── DATASET RECORDS ──

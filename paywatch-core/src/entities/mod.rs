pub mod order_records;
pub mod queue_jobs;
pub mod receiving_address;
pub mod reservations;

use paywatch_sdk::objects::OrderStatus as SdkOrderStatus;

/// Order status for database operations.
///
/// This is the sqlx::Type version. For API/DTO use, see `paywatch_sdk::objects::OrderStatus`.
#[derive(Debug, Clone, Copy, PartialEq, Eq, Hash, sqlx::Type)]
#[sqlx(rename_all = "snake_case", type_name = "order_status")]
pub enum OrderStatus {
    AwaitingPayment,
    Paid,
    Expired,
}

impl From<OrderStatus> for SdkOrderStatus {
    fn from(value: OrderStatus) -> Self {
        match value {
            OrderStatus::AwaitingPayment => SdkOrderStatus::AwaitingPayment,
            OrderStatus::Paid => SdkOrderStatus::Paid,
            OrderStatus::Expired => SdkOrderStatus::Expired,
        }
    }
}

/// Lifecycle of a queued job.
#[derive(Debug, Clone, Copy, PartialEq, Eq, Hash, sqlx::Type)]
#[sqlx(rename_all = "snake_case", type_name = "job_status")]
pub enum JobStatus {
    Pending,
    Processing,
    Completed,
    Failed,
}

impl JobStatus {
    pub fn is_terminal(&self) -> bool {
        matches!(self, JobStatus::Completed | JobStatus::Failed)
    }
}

───

PROBLEM REQUIREMENTS
Emit verbatim the lines running from the one with "matches!(self, JobStatus::Completed |" through the last line of the data, both endpoints inclusive.

RESPONSE TO THE EXERCISE
        matches!(self, JobStatus::Completed | JobStatus::Failed)
    }
}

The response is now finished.